Today, the double raw materials have risen by 300/600 yuan/ton respectively, ECH reported at 14,500, BPA reported at 22500, due to lack of stock, resin adjustments and adjustments are indeed taking advantage of the trend.

ECH still has factories to stop production, and stocks are limited; BPA is reported to have delayed import shipments to Hong Kong, Nantong Xingchen’s suspension of production for a week, and the restart of Miki’s headquarters epoxy plant and Shandong plant, supply and demand fluctuate, increasing tension.

Xingchen BPA device has a design capacity of 150,000 tons/year, and the actual output can reach 175,000/ton. Based on the daily output of 530 tons, the loss of output in 7 days is 3,700 tons, which is worse for the already tight market in July. Next in the country are: Changchun Chemical (Jiangsu) 135,000 tons of two sets (270,000 tons) of equipment will be shut down for 45 days from mid-September; Nanya Ningbo Plant’s 150,000 tons of equipment will be shut down for one month from mid-October; Nantong Xingchen Starting from the beginning of October, the 150,000-ton plant has been shut down fora three-week maintenance plan, and the domestic BPA is seriously out of stock.

Changchun Chemical may reduce market supply in the next August to prepare sufficient inventory for its own use and delivery contract plans during the subsequent maintenance period, and the new Miki Shandong device will be unveiled in the second half of this month, and the contradiction between BPA supply and demand will be particularly prominent.
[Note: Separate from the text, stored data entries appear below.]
//! Prometheus metrics for materialization store operations

use lazy_static::lazy_static;
use prometheus::{register_histogram_vec, register_int_counter_vec, HistogramVec, IntCounterVec};

lazy_static! {
    /// Duration of store operations in seconds
    ///
    /// Labels:
    /// - backend: "memory", "postgres"
    /// - operation: "claim", "retry_attempt", "finalize", "cancel", "current", "history", "scan_asset", "wipe"
    pub static ref STORE_OPERATION_DURATION: HistogramVec = register_histogram_vec!(
        "cadence_store_operation_duration_seconds",
        "Duration of materialization store operations",
        &["backend", "operation"],
        vec![0.0005, 0.001, 0.005, 0.01, 0.025, 0.05, 0.1, 0.25, 0.5, 1.0, 2.5, 5.0]
    )
    .expect("cadence_store_operation_duration_seconds metric registration");

    /// Total number of claim attempts
    ///
    /// Labels:
    /// - backend: "memory", "postgres"
    /// - outcome: "claimed", "conflict"
    pub static ref CLAIM_TOTAL: IntCounterVec = register_int_counter_vec!(
        "cadence_claim_total",
        "Total number of materialization claim attempts",
        &["backend", "outcome"]
    )
    .expect("cadence_claim_total metric registration");

    /// Total number of finalized attempts
    ///
    /// Labels:
    /// - backend: "memory", "postgres"
    /// - status: "success", "failed", "cancelled", "discarded"
    pub static ref FINALIZE_TOTAL: IntCounterVec = register_int_counter_vec!(
        "cadence_finalize_total",
        "Total number of materialization attempts finalized",
        &["backend", "status"]
    )
    .expect("cadence_finalize_total metric registration");
}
Calculated based on today’s dual raw material cost, LER’s manufacturing cost has been nearly 26,000 yuan/ton. Considering that the factory has received low prices and unpaid orders, the current selling price can only be regarded as a small profit. If double raw materials, especially BPA, continue to climb this week, after the resin factory receives full orders, the market price will return to the letter 3, which is a problem that everyone does not want to see but has to face.

https://www.echemi.com/cms/280240.html

July 15, 2021

Chinese Epoxy Resin Update

Epoxy resin continues to rise

Echemi 2021-07-13

It was predicted last week that the price of LER this week would fluctuate between 28,500-29,000 yuan/ton (in barrels), unfortunately, it was said again. As of the afternoon, a factory in South China has already quoted a price of 29,000 yuan/ton (in barrels). Before get off work today, luxury brands increased by 500 yuan/ton before get off work last Friday, and again increased by 500 yuan/ton within two days. The price is adjusted up to 1,000 yuan/ton. Even if the increase is relatively large, the notification still adopts the strategy of receiving orders in batches in limited quantities. The reluctance to sell is obvious and obvious.
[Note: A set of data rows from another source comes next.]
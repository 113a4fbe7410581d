//! Engine loop
//!
//! [`Engine`] pairs an [`Evaluator`] with a [`RunCoordinator`] over one
//! shared asset graph and materialization store. Each trigger gets its own
//! pass: evaluate, then execute the resulting batch. `serve` handles a
//! channel of triggers, running passes concurrently; the store's claim keeps
//! overlapping passes from running the same pair twice.
//!
//! The engine also carries the administrative operations: wiping records,
//! maintaining dynamic partition sets, cancelling attempts and reading
//! history.

use crate::config::EngineConfig;
use crate::coordinator::{BatchReport, RunCoordinator};
use crate::evaluator::{Evaluation, Evaluator};
use crate::executor::ExecutorRouter;
use crate::hooks::LifecycleSubscriber;
use crate::triggers::Trigger;
use crate::{Error, Result};
use cadence_core::partition::validate_key;
use cadence_core::{AssetGraph, AssetKey, PartitionKey, SharedAssetGraph};
use cadence_storage::{MaterializationRecord, MaterializationStore};
use chrono::{DateTime, Utc};
use std::sync::Arc;
use tokio::sync::mpsc;
use tokio::task::JoinSet;
use tracing::{error, info, instrument, warn};

/// What one trigger produced
#[derive(Debug)]
pub struct PassReport {
    pub trigger: Trigger,
    pub evaluation: Evaluation,
    pub report: BatchReport,
}

/// Asset engine: evaluator, coordinator and administrative operations
pub struct Engine {
    graph: SharedAssetGraph,
    store: Arc<dyn MaterializationStore>,
    evaluator: Evaluator,
    coordinator: RunCoordinator,
}

impl Engine {
    pub fn new(
        graph: AssetGraph,
        store: Arc<dyn MaterializationStore>,
        router: ExecutorRouter,
        config: EngineConfig,
    ) -> Self {
        let graph = SharedAssetGraph::new(graph);
        let evaluator = Evaluator::new(graph.clone(), Arc::clone(&store))
            .with_missing_upstream(config.missing_upstream);
        let coordinator = RunCoordinator::new(Arc::clone(&store), graph.clone(), router, config);
        Self {
            graph,
            store,
            evaluator,
            coordinator,
        }
    }

    pub fn with_subscriber(mut self, subscriber: Arc<dyn LifecycleSubscriber>) -> Self {
        self.coordinator = self.coordinator.with_subscriber(subscriber);
        self
    }

    pub fn graph(&self) -> Arc<AssetGraph> {
        self.graph.snapshot()
    }

    pub fn evaluator(&self) -> &Evaluator {
        &self.evaluator
    }

    pub fn coordinator(&self) -> &RunCoordinator {
        &self.coordinator
    }

    /// Swap in a rebuilt graph; passes already running keep their snapshot
    pub fn replace_graph(&self, graph: AssetGraph) -> Arc<AssetGraph> {
        info!(assets = graph.len(), "Replacing asset graph");
        self.graph.replace(graph)
    }

    /// Evaluate a trigger now and execute the resulting batch
    pub async fn handle_trigger(&self, trigger: Trigger) -> Result<PassReport> {
        self.handle_trigger_at(trigger, Utc::now()).await
    }

    /// Evaluate a trigger as of `now` and execute the resulting batch
    #[instrument(name = "engine.pass", skip(self, trigger), fields(trigger = trigger.label()))]
    pub async fn handle_trigger_at(&self, trigger: Trigger, now: DateTime<Utc>) -> Result<PassReport> {
        let evaluation = self.evaluator.evaluate(&trigger, now).await?;
        for e in &evaluation.errors {
            warn!(error = %e, "Part of the trigger was not evaluated");
        }

        let report = if evaluation.batch.is_empty() {
            BatchReport {
                batch_id: evaluation.batch.id,
                units: Vec::new(),
            }
        } else {
            self.coordinator.execute_batch(&evaluation.batch).await
        };

        Ok(PassReport {
            trigger,
            evaluation,
            report,
        })
    }

    /// Handle triggers until the channel closes, one task per trigger
    pub async fn serve(self: Arc<Self>, mut triggers: mpsc::Receiver<Trigger>) {
        info!("Engine started");
        let mut passes = JoinSet::new();

        loop {
            tokio::select! {
                received = triggers.recv() => {
                    let Some(trigger) = received else {
                        break;
                    };
                    let engine = Arc::clone(&self);
                    passes.spawn(async move {
                        let label = trigger.label();
                        match engine.handle_trigger(trigger).await {
                            Ok(pass) => info!(
                                trigger = label,
                                units = pass.report.units.len(),
                                succeeded = pass.report.succeeded(),
                                "Pass finished"
                            ),
                            Err(e) => error!(trigger = label, error = %e, "Pass failed"),
                        }
                    });
                }
                Some(joined) = passes.join_next(), if !passes.is_empty() => {
                    if let Err(e) = joined {
                        error!(error = %e, "Pass task panicked");
                    }
                }
            }
        }

        while let Some(joined) = passes.join_next().await {
            if let Err(e) = joined {
                error!(error = %e, "Pass task panicked");
            }
        }
        info!("Trigger channel closed, engine stopped");
    }

    /// Cancel the in-progress attempt of a pair
    pub async fn cancel(
        &self,
        asset: &AssetKey,
        partition: &PartitionKey,
    ) -> Result<Option<MaterializationRecord>> {
        self.coordinator.cancel(asset, partition).await
    }

    /// Delete the records of an asset, optionally limited to some
    /// partitions; in-progress pairs are kept
    ///
    /// Wiping twice is harmless: the second call removes nothing.
    #[instrument(name = "engine.wipe", skip(self, partitions), fields(asset = %asset))]
    pub async fn wipe(&self, asset: &AssetKey, partitions: Option<&[PartitionKey]>) -> Result<u64> {
        let removed = self.store.wipe(asset, partitions).await?;
        info!(removed, "Wiped materialization records");
        Ok(removed)
    }

    /// Register keys in a dynamic partition set; returns the keys that were
    /// new
    pub async fn add_dynamic_partitions(&self, name: &str, keys: &[String]) -> Result<Vec<String>> {
        for key in keys {
            validate_key(key)?;
        }
        let added = self.store.add_dynamic_partitions(name, keys).await?;
        if !added.is_empty() {
            info!(set = name, added = ?added, "Dynamic partitions added");
        }
        Ok(added)
    }

    /// Remove one key from a dynamic partition set
    ///
    /// Records of the removed partition stay in the store.
    pub async fn delete_dynamic_partition(&self, name: &str, key: &str) -> Result<bool> {
        let deleted = self.store.delete_dynamic_partition(name, key).await?;
        if deleted {
            info!(set = name, key, "Dynamic partition deleted");
        }
        Ok(deleted)
    }

    pub async fn current(
        &self,
        asset: &AssetKey,
        partition: &PartitionKey,
    ) -> Result<Option<MaterializationRecord>> {
        Ok(self.store.current(asset, partition).await?)
    }

    /// Every attempt of a pair, oldest first
    pub async fn history(
        &self,
        asset: &AssetKey,
        partition: &PartitionKey,
    ) -> Result<Vec<MaterializationRecord>> {
        if self.graph.snapshot().get(asset).is_none() {
            return Err(Error::UnknownAsset(asset.clone()));
        }
        Ok(self.store.history(asset, partition).await?)
    }
}

#[cfg(test)]
mod tests {
    use super::*;
    use crate::executor::MaterializationOutput;
    use crate::local_executor::{ComputeContext, InProcessExecutor};
    use crate::retry::RetryPolicy;
    use cadence_core::{AssetDefinition, ComputeTier, PartitionsDefinition};
    use cadence_storage::InMemoryMaterializationStore;
    use std::time::Duration;

    fn engine() -> Engine {
        let graph = AssetGraph::from_definitions([
            AssetDefinition::builder("regions")
                .partitions(PartitionsDefinition::dynamic("regions"))
                .compute_tier(ComputeTier::InProcess)
                .build()
                .unwrap(),
            AssetDefinition::builder("summary")
                .depends_on("regions")
                .compute_tier(ComputeTier::InProcess)
                .build()
                .unwrap(),
        ])
        .unwrap();

        let executor = Arc::new(InProcessExecutor::new());
        executor.register("regions", |ctx: ComputeContext| async move {
            Ok(MaterializationOutput::new(format!("regions-{}", ctx.partition_key)))
        });
        executor.register("summary", |ctx: ComputeContext| async move {
            Ok(MaterializationOutput::new(format!("summary-of-{}", ctx.upstream_signatures.len())))
        });

        let config = EngineConfig {
            owner_id: "engine-test".to_string(),
            poll_interval: Duration::from_millis(10),
            retry: RetryPolicy::none(),
            ..EngineConfig::default()
        };
        Engine::new(
            graph,
            Arc::new(InMemoryMaterializationStore::new()),
            ExecutorRouter::new().with_executor(ComputeTier::InProcess, executor),
            config,
        )
    }

    #[tokio::test(start_paused = true)]
    async fn test_dynamic_partitions_are_picked_up() {
        let engine = engine();
        let added = engine
            .add_dynamic_partitions("regions", &["emea".to_string(), "apac".to_string()])
            .await
            .unwrap();
        assert_eq!(added.len(), 2);

        let pass = engine
            .handle_trigger(Trigger::Manual {
                selections: vec![crate::triggers::AssetSelection::all("regions")],
            })
            .await
            .unwrap();
        assert_eq!(pass.report.units.len(), 3, "{:?}", pass.report);
        assert!(pass.report.all_succeeded());

        let summary = engine
            .current(&AssetKey::new("summary"), &PartitionKey::Unpartitioned)
            .await
            .unwrap()
            .unwrap();
        assert_eq!(summary.content_signature.as_deref(), Some("summary-of-2"));

        // A key registered later is visible to the next pass without a rebuild.
        engine
            .add_dynamic_partitions("regions", &["amer".to_string()])
            .await
            .unwrap();
        let pass = engine
            .handle_trigger(Trigger::manual("regions", ["amer"]))
            .await
            .unwrap();
        assert!(pass.evaluation.errors.is_empty());
        assert!(pass.report.all_succeeded());
    }

    #[tokio::test(start_paused = true)]
    async fn test_invalid_dynamic_keys_are_rejected() {
        let engine = engine();
        let err = engine
            .add_dynamic_partitions("regions", &["a|b".to_string()])
            .await
            .unwrap_err();
        assert!(matches!(err, Error::Partition(_)));
    }

    #[tokio::test(start_paused = true)]
    async fn test_wipe_is_idempotent() {
        let engine = engine();
        engine
            .add_dynamic_partitions("regions", &["emea".to_string()])
            .await
            .unwrap();
        engine
            .handle_trigger(Trigger::manual("regions", ["emea"]))
            .await
            .unwrap();

        let regions = AssetKey::new("regions");
        let emea = PartitionKey::single("emea");
        assert_eq!(engine.history(&regions, &emea).await.unwrap().len(), 1);
        assert_eq!(engine.wipe(&regions, None).await.unwrap(), 1);
        assert_eq!(engine.wipe(&regions, None).await.unwrap(), 0);
        assert!(engine.current(&regions, &emea).await.unwrap().is_none());
        assert!(matches!(
            engine.history(&AssetKey::new("nope"), &emea).await,
            Err(Error::UnknownAsset(_))
        ));
    }

    #[tokio::test(start_paused = true)]
    async fn test_serve_drains_channel() {
        let engine = Arc::new(engine());
        engine
            .add_dynamic_partitions("regions", &["emea".to_string()])
            .await
            .unwrap();

        let (tx, rx) = mpsc::channel(4);
        let server = tokio::spawn(Arc::clone(&engine).serve(rx));
        tx.send(Trigger::manual("regions", ["emea"])).await.unwrap();
        drop(tx);
        server.await.unwrap();

        let current = engine
            .current(&AssetKey::new("regions"), &PartitionKey::single("emea"))
            .await
            .unwrap()
            .unwrap();
        assert!(current.is_success());
    }
}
Coincidentally, today another large factory in Jiangsu also increased by 1,000 yuan/ton, but due to its low original price base, it did not cause a large response from the market, and some factories today have an increase of 200-300 yuan/ton, which is also a wave of waves. Not surprising-recent increases are commonplace, not surprising.

Today, the double raw materials have risen by 300/600 yuan/ton respectively, ECH reported at 14,500, BPA reported at 22500, due to lack of stock, resin adjustments and adjustments are indeed taking advantage of the trend.

ECH still has factories to stop production, and stocks are limited; BPA is reported to have delayed import shipments to Hong Kong, Nantong Xingchen’s suspension of production for a week, and the restart of Miki’s headquarters epoxy plant and Shandong plant, supply and demand fluctuate, increasing tension.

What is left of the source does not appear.